### Data extract
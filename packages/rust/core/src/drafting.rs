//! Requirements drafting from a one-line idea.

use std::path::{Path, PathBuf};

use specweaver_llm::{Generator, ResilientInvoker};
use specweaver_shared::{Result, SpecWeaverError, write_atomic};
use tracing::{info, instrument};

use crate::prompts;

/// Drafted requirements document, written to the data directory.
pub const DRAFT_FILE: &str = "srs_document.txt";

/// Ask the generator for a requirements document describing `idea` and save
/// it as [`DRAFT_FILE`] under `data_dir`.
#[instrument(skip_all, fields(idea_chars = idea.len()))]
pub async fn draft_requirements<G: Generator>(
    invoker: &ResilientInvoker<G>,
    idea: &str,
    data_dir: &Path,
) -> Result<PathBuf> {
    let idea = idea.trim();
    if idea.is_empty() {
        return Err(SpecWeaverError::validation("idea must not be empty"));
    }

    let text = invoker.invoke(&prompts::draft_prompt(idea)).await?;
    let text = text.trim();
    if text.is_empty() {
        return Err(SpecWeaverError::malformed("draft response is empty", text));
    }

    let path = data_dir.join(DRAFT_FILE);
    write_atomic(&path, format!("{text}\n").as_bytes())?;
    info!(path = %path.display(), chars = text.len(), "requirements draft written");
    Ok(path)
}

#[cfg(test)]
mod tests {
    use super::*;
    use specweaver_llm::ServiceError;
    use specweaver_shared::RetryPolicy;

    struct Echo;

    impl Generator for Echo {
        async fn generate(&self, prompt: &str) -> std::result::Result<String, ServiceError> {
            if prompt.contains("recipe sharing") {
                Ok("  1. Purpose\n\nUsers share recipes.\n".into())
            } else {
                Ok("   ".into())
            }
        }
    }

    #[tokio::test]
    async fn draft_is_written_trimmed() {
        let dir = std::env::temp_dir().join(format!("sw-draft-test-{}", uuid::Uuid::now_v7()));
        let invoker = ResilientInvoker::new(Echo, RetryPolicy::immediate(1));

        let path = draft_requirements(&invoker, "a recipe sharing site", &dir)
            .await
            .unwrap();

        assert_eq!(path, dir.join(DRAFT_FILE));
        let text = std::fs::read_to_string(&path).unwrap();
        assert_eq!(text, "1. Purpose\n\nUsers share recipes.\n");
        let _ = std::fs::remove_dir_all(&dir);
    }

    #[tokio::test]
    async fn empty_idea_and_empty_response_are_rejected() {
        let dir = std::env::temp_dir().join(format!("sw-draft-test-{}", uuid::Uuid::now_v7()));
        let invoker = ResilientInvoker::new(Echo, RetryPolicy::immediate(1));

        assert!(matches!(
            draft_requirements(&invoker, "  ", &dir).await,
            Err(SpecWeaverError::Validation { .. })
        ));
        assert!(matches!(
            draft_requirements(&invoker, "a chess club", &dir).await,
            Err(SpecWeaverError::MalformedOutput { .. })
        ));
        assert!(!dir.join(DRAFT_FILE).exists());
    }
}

==

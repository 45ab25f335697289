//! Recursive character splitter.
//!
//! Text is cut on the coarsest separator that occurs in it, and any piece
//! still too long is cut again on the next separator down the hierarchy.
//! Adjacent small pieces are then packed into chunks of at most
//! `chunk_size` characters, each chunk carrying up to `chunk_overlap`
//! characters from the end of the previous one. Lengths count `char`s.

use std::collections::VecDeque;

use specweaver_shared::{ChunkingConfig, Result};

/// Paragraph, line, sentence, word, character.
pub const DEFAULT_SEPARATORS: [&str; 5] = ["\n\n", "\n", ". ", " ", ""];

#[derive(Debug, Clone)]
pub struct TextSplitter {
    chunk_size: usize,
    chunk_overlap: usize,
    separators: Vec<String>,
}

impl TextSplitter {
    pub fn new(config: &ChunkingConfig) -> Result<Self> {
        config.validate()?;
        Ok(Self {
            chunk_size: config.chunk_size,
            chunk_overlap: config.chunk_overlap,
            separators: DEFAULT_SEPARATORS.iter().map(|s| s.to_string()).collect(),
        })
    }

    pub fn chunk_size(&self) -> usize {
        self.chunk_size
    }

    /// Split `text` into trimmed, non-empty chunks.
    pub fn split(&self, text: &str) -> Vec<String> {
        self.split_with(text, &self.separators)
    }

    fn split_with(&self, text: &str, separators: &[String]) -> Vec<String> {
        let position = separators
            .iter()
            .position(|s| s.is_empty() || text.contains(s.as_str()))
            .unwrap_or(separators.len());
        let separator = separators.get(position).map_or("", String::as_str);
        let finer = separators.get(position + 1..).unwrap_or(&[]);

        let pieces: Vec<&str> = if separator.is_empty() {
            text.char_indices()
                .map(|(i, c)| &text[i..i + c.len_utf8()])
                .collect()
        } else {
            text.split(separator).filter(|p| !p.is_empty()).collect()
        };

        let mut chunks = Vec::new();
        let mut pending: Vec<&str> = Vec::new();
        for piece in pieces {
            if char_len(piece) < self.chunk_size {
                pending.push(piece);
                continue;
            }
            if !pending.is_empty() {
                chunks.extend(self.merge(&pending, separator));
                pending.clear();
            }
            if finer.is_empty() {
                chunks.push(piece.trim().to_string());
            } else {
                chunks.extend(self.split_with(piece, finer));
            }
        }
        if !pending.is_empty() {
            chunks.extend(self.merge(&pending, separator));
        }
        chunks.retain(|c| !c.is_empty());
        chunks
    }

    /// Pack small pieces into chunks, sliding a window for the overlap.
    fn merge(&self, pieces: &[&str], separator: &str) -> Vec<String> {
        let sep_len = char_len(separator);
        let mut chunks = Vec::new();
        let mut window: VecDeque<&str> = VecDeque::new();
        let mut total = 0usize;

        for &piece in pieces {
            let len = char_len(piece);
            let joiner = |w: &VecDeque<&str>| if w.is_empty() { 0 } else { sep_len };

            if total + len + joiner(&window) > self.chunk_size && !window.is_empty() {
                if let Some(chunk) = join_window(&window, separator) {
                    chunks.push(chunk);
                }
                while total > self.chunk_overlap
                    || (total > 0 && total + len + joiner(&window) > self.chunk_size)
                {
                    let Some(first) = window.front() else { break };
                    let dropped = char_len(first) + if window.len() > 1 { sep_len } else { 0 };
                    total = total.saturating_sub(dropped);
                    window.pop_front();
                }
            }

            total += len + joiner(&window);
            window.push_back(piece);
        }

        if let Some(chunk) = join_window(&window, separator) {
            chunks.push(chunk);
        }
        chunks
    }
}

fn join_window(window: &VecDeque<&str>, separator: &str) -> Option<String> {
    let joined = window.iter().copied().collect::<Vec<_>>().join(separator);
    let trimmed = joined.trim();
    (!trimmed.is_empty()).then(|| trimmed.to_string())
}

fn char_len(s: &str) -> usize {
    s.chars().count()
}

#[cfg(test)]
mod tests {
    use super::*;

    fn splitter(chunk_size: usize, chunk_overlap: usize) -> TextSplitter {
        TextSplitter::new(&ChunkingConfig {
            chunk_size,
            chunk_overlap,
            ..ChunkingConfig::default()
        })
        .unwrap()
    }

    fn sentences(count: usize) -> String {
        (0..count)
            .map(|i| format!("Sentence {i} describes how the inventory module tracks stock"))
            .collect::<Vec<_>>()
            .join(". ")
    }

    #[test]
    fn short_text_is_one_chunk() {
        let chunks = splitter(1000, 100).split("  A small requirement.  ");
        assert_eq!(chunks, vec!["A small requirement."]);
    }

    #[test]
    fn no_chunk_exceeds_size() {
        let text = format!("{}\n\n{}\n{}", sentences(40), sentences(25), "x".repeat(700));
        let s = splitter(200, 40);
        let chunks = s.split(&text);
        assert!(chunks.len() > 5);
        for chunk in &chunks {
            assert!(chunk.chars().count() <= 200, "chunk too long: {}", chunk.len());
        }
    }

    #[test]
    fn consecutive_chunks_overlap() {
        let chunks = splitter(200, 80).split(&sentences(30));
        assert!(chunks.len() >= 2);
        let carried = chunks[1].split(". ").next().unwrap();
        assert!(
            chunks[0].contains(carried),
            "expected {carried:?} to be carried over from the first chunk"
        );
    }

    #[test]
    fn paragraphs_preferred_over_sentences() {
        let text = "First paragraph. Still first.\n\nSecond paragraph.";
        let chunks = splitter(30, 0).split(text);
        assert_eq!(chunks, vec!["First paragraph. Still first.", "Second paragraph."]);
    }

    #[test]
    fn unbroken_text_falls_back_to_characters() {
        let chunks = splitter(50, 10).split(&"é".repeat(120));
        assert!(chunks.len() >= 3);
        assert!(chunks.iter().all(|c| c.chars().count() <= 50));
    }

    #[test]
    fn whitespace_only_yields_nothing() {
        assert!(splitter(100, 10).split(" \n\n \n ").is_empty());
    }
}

### Work to be completed
Would you show each line of the material above that contains the string "await"?

### Written reply
    let text = invoker.invoke(&prompts::draft_prompt(idea)).await?;
            .await
            draft_requirements(&invoker, "  ", &dir).await,
            draft_requirements(&invoker, "a chess club", &dir).await,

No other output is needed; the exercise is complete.